Jakarta-Setelah berkas perkara kasus kejahatan seksual yang dilakukan JE (45) pengelolah sekaligus pemilik sekolah Selamat Pagi Indonesia (SPI) terhadap siswanya di Batu Malang, Jawa Timur diserahkan penyidik Subdit Renakta Polda Jawa Timur untuk diteliti Kejaksaan Tinggu (Kejati) Jawa Timur semakin tidak jelas dan kabur, simpang siur bahkan diduga “masuk angin’. Demikian disampaikan Arist Merdeka Sirait Ketua Umum Komnas Perlindungan Anak dalam keterangan persnya yang dibagikan kepada sejumlah awak media, Sabtu (30/10/21) di kantornya di Jakarta Timur.

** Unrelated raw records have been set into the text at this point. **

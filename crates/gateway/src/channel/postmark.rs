//! Email adapter backed by Postmark.
//!
//! Postmark specialises in transactional email with strong inbox placement,
//! which suits banking alerts where deliverability directly impacts customer
//! trust. Success is `200 OK` with the id in the `MessageID` body field.
//!
//! Required credential: `POSTMARK_SERVER_TOKEN`. The sender address must have
//! a verified Sender Signature in Postmark.

use std::time::Duration;

use async_trait::async_trait;
use notification_gateway_types::{CustomerProfile, DeliveryResult, NotificationEvent};
use serde_json::json;
use tracing::{debug, error, info, warn};

use super::{type_name, ChannelAdapter, ChannelKind};

const ENDPOINT: &str = "https://api.postmarkapp.com/email";

pub struct PostmarkEmailAdapter {
    server_token: String,
    from_address: String,
    message_stream: String,
    endpoint: String,
    http: reqwest::Client,
}

impl PostmarkEmailAdapter {
    pub fn new(server_token: String, from_address: String, message_stream: Option<String>) -> Self {
        Self::with_endpoint(server_token, from_address, message_stream, ENDPOINT.to_string())
    }

    pub fn with_endpoint(
        server_token: String,
        from_address: String,
        message_stream: Option<String>,
        endpoint: String,
    ) -> Self {
        Self {
            server_token,
            from_address,
            message_stream: message_stream.unwrap_or_else(|| "outbound".to_string()),
            endpoint,
            http: reqwest::Client::builder()
                .connect_timeout(Duration::from_secs(10))
                .timeout(Duration::from_secs(15))
                .build()
                .unwrap_or_else(|_| reqwest::Client::new()),
        }
    }

    fn build_payload(
        &self,
        event: &NotificationEvent,
        profile: &CustomerProfile,
    ) -> serde_json::Value {
        // Tag groups messages in Postmark analytics
        let tag = match event.notification_type {
            Some(_) => type_name(event).to_lowercase().replace('_', "-"),
            None => "alert".to_string(),
        };

        json!({
            "From": format!("AB Bank <{}>", self.from_address),
            "To": format!("{} <{}>", profile.full_name(), profile.email),
            "Subject": event.subject,
            "TextBody": event.body,
            "MessageStream": self.message_stream,
            "Tag": tag,
            // Metadata shows in the Postmark activity feed
            "Metadata": {
                "notificationId": event.notification_id,
                "accountId": event.account_id.to_string(),
                "notificationType": type_name(event),
            },
        })
    }
}

#[async_trait]
impl ChannelAdapter for PostmarkEmailAdapter {
    fn provider_name(&self) -> &str {
        "postmark"
    }

    fn kind(&self) -> ChannelKind {
        ChannelKind::Email
    }

    fn is_configured(&self) -> bool {
        !self.server_token.trim().is_empty()
    }

    async fn send(&self, event: &NotificationEvent, profile: &CustomerProfile) -> DeliveryResult {
        if !profile.has_email() {
            return DeliveryResult::skipped(
                self.provider_name(),
                self.kind().as_str(),
                format!("Customer {} has no email address", profile.customer_id),
            );
        }

        let payload = self.build_payload(event, profile);
        let response = self
            .http
            .post(&self.endpoint)
            .header("Accept", "application/json")
            .header("X-Postmark-Server-Token", &self.server_token)
            .json(&payload)
            .send()
            .await;

        match response {
            Ok(response) => {
                let code = response.status().as_u16();
                let body = response.text().await.unwrap_or_default();

                if code == 200 {
                    let message_id = extract_field(&body, "MessageID");
                    info!(
                        notification_id = %event.notification_id,
                        message_id = %message_id,
                        "postmark email sent"
                    );
                    DeliveryResult::success(self.provider_name(), self.kind().as_str(), message_id, code)
                } else {
                    warn!(http = code, body = %body, "postmark rejected email");
                    DeliveryResult::failure(
                        self.provider_name(),
                        self.kind().as_str(),
                        format!("HTTP {code}: {body}"),
                        code,
                    )
                }
            }
            Err(e) => {
                error!(
                    notification_id = %event.notification_id,
                    error = %e,
                    "postmark transport error"
                );
                DeliveryResult::failure(self.provider_name(), self.kind().as_str(), e.to_string(), 0)
            }
        }
    }

    async fn close(&self) {
        debug!("postmark adapter closed");
    }
}

fn extract_field(body: &str, field: &str) -> String {
    serde_json::from_str::<serde_json::Value>(body)
        .ok()
        .and_then(|v| v.get(field).and_then(|f| f.as_str()).map(str::to_string))
        .unwrap_or_else(|| "unknown".to_string())
}

#[cfg(test)]
mod tests {
    use super::*;
    use notification_gateway_types::NotificationType;

    fn event() -> NotificationEvent {
        NotificationEvent {
            notification_id: "ntf-pm-1".to_string(),
            notification_type: Some(NotificationType::DailySpendSummary),
            severity: None,
            channel: None,
            account_id: 100002,
            customer_id: Some(1002),
            account_number: None,
            subject: "Daily summary".to_string(),
            body: "You spent NGN 15,400 today.".to_string(),
            event_time: None,
            generated_at: None,
            metadata: None,
        }
    }

    #[test]
    fn payload_formats_addresses_and_tag() {
        let adapter = PostmarkEmailAdapter::new(
            "pm-token".to_string(),
            "alerts@abbank.example".to_string(),
            None,
        );
        let profile = CustomerProfile::new(1002, 100002, "Emeka", "Nwosu", "emeka@test.com", "");
        let payload = adapter.build_payload(&event(), &profile);

        assert_eq!(payload["From"], "AB Bank <alerts@abbank.example>");
        assert_eq!(payload["To"], "Emeka Nwosu <emeka@test.com>");
        assert_eq!(payload["MessageStream"], "outbound");
        assert_eq!(payload["Tag"], "daily-spend-summary");
        assert_eq!(payload["Metadata"]["notificationId"], "ntf-pm-1");
    }

    #[test]
    fn message_id_extraction_tolerates_garbage() {
        assert_eq!(
            extract_field(r#"{"MessageID": "pm-123"}"#, "MessageID"),
            "pm-123"
        );
        assert_eq!(extract_field("not json", "MessageID"), "unknown");
        assert_eq!(extract_field("{}", "MessageID"), "unknown");
    }

    #[tokio::test]
    async fn skips_profile_without_email() {
        let adapter =
            PostmarkEmailAdapter::new("pm-token".to_string(), "a@b.c".to_string(), None);
        let profile = CustomerProfile::new(1002, 100002, "Emeka", "Nwosu", "  ", "");
        let result = adapter.send(&event(), &profile).await;
        assert_eq!(
            result.status,
            notification_gateway_types::DeliveryStatus::Skipped
        );
    }
}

Mengapa demikian, tambah Arist Merdeka Sirait dalam keterangan persnya, setelah 16 Setember 2021 Polda Jawa Timur menyerahkan berkas perkara JE kepada Kejati Jawa Timur seyogianya dalam ketentuan hukum acara pidana dan UU RI No. 11 Tahun 2012 tentang Sistim Peradilan Pidana Anak (SPPA) kasusnya JE sudah mendapat status hukum lengkap (P21) untuk segera dibentuk Tim JPU-nya dan diserahkan kepada Kejaksaan Negeri.
Namun apa terjadi, setelah batas waktu yang ditentukan kasus semakin JE semakin kabur, tidak jelas, simpang siur bahkan diduga “masuk angin”.
Menurut kabar yang diperoleh Komnas Perlindungan Anah, bahwa kasus JE dikembalikan Kejati Jawa Timur kepada Polda Jawa Timur dalam posisi teliti P18 untuk dilengkapi penyidik Polda Jawa Timur.
Namun sayang sekali sampai sekarang Penyidik Subdit Renakta Polda Jawa Timur tidak memberitahukan dan menginformasikan sama sekali kepada Pelapor dan dengan Komnas Perlindungan Anak dan Tim Advokasi dan Litigasi Kasus SPI. Padahal kasus JE ini membutuhkan percepatan penetapan status hukum teliti Kejati sehingga tabir kejahatan seksual yang dilakukan terduga JE terang benderang.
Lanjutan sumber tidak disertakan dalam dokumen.